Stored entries
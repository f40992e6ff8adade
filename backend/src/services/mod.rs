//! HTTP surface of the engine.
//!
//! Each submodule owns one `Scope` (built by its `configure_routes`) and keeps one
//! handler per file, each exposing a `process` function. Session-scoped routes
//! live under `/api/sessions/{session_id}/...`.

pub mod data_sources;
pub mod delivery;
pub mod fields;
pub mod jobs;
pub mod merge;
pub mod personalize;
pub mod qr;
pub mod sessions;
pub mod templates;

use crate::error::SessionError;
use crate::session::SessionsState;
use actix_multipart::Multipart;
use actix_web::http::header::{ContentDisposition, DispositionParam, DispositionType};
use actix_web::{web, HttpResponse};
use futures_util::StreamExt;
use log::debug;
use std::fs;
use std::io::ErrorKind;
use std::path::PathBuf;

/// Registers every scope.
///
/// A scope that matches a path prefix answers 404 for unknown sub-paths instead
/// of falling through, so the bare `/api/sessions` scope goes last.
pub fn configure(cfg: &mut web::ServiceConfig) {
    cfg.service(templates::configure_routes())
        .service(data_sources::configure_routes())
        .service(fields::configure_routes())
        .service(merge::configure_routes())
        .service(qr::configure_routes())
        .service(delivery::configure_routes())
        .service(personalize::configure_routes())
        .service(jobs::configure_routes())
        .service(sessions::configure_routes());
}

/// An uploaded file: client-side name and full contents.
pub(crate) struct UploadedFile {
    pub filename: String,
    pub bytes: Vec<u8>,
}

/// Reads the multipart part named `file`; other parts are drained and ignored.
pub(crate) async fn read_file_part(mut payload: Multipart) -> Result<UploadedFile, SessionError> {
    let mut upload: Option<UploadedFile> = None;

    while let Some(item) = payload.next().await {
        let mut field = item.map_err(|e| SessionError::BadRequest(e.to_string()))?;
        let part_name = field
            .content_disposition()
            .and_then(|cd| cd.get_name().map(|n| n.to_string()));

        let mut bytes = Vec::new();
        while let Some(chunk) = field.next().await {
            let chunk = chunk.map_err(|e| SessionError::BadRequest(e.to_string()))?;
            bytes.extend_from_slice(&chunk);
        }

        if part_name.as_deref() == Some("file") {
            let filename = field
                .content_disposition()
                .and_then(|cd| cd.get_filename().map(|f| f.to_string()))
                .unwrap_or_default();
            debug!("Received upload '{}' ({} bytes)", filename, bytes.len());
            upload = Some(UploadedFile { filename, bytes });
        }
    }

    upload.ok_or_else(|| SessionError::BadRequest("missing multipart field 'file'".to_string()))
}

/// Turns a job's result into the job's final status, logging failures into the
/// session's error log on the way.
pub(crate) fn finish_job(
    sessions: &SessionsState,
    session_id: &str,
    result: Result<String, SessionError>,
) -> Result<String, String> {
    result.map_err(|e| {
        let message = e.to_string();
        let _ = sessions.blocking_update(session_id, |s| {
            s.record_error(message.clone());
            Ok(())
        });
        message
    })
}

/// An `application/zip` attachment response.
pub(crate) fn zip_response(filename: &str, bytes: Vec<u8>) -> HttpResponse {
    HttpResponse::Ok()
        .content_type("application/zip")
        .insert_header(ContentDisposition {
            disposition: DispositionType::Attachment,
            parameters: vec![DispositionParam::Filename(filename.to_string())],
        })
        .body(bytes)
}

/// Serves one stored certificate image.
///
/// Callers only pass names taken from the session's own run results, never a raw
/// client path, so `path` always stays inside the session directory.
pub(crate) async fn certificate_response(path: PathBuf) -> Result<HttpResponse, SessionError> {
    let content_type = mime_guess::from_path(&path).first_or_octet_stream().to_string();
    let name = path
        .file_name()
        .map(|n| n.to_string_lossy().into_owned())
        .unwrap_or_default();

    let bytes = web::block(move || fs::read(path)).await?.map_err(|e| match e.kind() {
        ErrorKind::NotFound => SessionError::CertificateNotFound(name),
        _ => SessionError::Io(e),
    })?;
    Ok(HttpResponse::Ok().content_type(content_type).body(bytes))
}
--
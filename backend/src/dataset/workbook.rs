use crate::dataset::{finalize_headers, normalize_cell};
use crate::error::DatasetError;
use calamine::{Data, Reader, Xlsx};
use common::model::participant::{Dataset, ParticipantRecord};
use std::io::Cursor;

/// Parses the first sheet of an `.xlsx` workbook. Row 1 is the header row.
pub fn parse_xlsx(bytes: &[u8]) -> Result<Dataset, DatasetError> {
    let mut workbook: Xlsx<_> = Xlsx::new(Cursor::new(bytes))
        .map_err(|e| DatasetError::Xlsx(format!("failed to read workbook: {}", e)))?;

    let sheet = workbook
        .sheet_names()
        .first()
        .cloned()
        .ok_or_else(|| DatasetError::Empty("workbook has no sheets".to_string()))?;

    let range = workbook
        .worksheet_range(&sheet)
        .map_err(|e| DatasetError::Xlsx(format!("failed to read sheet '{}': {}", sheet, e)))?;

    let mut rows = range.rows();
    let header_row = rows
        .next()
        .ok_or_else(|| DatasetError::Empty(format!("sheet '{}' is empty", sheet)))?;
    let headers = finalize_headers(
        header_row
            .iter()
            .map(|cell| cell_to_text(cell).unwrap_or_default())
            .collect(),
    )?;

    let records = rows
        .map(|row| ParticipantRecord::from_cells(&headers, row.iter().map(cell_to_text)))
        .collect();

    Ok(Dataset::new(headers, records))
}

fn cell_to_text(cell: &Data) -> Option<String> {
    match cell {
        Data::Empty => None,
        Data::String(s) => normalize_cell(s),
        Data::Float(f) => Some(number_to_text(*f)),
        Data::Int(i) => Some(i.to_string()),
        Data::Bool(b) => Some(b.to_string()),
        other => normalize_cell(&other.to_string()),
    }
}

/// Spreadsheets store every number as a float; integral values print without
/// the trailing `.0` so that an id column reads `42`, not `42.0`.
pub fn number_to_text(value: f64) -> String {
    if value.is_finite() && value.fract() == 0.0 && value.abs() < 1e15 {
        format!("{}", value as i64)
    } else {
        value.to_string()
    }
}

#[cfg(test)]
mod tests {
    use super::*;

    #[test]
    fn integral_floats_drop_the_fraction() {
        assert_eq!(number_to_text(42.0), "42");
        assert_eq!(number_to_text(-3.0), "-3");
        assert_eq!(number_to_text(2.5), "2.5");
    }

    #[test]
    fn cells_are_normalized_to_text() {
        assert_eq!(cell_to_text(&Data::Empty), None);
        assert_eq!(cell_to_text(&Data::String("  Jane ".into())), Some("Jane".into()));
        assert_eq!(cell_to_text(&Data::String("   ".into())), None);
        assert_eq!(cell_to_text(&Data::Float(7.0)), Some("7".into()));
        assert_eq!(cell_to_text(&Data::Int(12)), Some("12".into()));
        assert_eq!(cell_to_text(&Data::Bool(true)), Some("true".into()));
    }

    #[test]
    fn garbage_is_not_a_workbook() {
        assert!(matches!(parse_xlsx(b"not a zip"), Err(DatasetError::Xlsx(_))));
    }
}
...
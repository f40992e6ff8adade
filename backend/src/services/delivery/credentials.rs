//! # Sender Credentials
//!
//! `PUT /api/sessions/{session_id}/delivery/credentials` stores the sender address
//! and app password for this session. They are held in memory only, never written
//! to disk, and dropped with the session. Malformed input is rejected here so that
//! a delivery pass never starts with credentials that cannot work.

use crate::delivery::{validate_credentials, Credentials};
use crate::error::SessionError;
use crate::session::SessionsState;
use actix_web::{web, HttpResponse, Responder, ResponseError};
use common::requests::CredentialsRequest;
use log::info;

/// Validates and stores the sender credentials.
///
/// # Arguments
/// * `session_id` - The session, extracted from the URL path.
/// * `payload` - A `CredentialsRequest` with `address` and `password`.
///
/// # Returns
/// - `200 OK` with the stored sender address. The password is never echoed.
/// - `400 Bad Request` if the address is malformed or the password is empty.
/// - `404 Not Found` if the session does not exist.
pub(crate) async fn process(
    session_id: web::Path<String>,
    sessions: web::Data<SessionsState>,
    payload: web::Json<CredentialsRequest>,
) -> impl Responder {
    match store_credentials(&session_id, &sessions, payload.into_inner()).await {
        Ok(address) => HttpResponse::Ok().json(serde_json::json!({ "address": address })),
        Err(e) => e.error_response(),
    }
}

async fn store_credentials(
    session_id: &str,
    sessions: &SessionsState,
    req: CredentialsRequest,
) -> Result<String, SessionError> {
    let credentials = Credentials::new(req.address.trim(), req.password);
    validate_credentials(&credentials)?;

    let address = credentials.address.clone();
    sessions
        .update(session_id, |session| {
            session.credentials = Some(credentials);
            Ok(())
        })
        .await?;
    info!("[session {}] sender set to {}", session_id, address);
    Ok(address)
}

# WHAT THE TASK REQUIRES
Check each line of the entries above for the string "bytes", and return those that contain it.

# YOUR SOLUTION
    pub bytes: Vec<u8>,
        let mut bytes = Vec::new();
            bytes.extend_from_slice(&chunk);
            debug!("Received upload '{}' ({} bytes)", filename, bytes.len());
            upload = Some(UploadedFile { filename, bytes });
pub(crate) fn zip_response(filename: &str, bytes: Vec<u8>) -> HttpResponse {
        .body(bytes)
    let bytes = web::block(move || fs::read(path)).await?.map_err(|e| match e.kind() {
    Ok(HttpResponse::Ok().content_type(content_type).body(bytes))
pub fn parse_xlsx(bytes: &[u8]) -> Result<Dataset, DatasetError> {
    let mut workbook: Xlsx<_> = Xlsx::new(Cursor::new(bytes))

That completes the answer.